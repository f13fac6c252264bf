use std::path::{Path, PathBuf};

use chrono::{DateTime, Utc};
use tracing_subscriber::EnvFilter;

/// JSON lines on stderr so the function's log group keeps structured fields.
pub fn init_tracing() {
    let filter = EnvFilter::try_from_default_env().unwrap_or_else(|_| EnvFilter::new("info"));
    let _ = tracing_subscriber::fmt()
        .json()
        .with_env_filter(filter)
        .with_target(false)
        .with_writer(std::io::stderr)
        .try_init();
}

#[derive(Debug, Clone, Copy, PartialEq, Eq)]
enum Level {
    Info,
    Warning,
    Error,
}

impl Level {
    fn as_str(self) -> &'static str {
        match self {
            Self::Info => "INFO",
            Self::Warning => "WARNING",
            Self::Error => "ERROR",
        }
    }
}

/// Step log for one pipeline run.
///
/// Every line goes to `tracing` and to an in-memory journal; the journal is
/// stored with the run metadata and written to the log directory.
#[derive(Debug, Clone)]
pub struct PipelineLog {
    pipeline_name: String,
    started_at: DateTime<Utc>,
    lines: Vec<String>,
}

impl PipelineLog {
    pub fn new(pipeline_name: impl Into<String>) -> Self {
        Self {
            pipeline_name: pipeline_name.into(),
            started_at: Utc::now(),
            lines: Vec::new(),
        }
    }

    pub fn pipeline_name(&self) -> &str {
        &self.pipeline_name
    }

    pub fn info(&mut self, code: u16, message: impl AsRef<str>) {
        self.push(Level::Info, Some(code), message.as_ref());
    }

    pub fn warn(&mut self, code: u16, message: impl AsRef<str>) {
        self.push(Level::Warning, Some(code), message.as_ref());
    }

    pub fn error(&mut self, code: u16, message: impl AsRef<str>) {
        self.push(Level::Error, Some(code), message.as_ref());
    }

    /// Uncoded run-level line.
    pub fn note(&mut self, message: impl AsRef<str>) {
        self.push(Level::Info, None, message.as_ref());
    }

    pub fn failure(&mut self, message: impl AsRef<str>) {
        self.push(Level::Error, None, message.as_ref());
    }

    pub fn contents(&self) -> String {
        let mut text = self.lines.join("\n");
        if !text.is_empty() {
            text.push('\n');
        }
        text
    }

    pub fn file_name(&self) -> String {
        format!(
            "{}_{}.log",
            self.pipeline_name,
            self.started_at.format("%Y%m%d_%H%M%S_%3f")
        )
    }

    pub async fn persist(&self, directory: &Path) -> Result<PathBuf, String> {
        tokio::fs::create_dir_all(directory)
            .await
            .map_err(|error| format!("failed to create {}: {error}", directory.display()))?;
        let path = directory.join(self.file_name());
        tokio::fs::write(&path, self.contents())
            .await
            .map_err(|error| format!("failed to write {}: {error}", path.display()))?;
        Ok(path)
    }

    fn push(&mut self, level: Level, code: Option<u16>, message: &str) {
        let pipeline = self.pipeline_name.as_str();
        match (level, code) {
            (Level::Info, Some(code)) => {
                tracing::info!(component = "pipeline", pipeline, code, "{message}")
            }
            (Level::Warning, Some(code)) => {
                tracing::warn!(component = "pipeline", pipeline, code, "{message}")
            }
            (Level::Error, Some(code)) => {
                tracing::error!(component = "pipeline", pipeline, code, "{message}")
            }
            (Level::Info, None) => tracing::info!(component = "pipeline", pipeline, "{message}"),
            (Level::Warning, None) => tracing::warn!(component = "pipeline", pipeline, "{message}"),
            (Level::Error, None) => tracing::error!(component = "pipeline", pipeline, "{message}"),
        }

        let timestamp = Utc::now().format("%Y-%m-%d %H:%M:%S");
        let line = match code {
            Some(code) => format!("{timestamp} - {} - {code} | {message}", level.as_str()),
            None => format!("{timestamp} - {} - {message}", level.as_str()),
        };
        self.lines.push(line);
    }
}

☆ ☆ ☆ ☆

* Your goal
From the data, list each line in which the string "directory" appears.

* Task solution
/// stored with the run metadata and written to the log directory.
    pub async fn persist(&self, directory: &Path) -> Result<PathBuf, String> {
        tokio::fs::create_dir_all(directory)
            .map_err(|error| format!("failed to create {}: {error}", directory.display()))?;
        let path = directory.join(self.file_name());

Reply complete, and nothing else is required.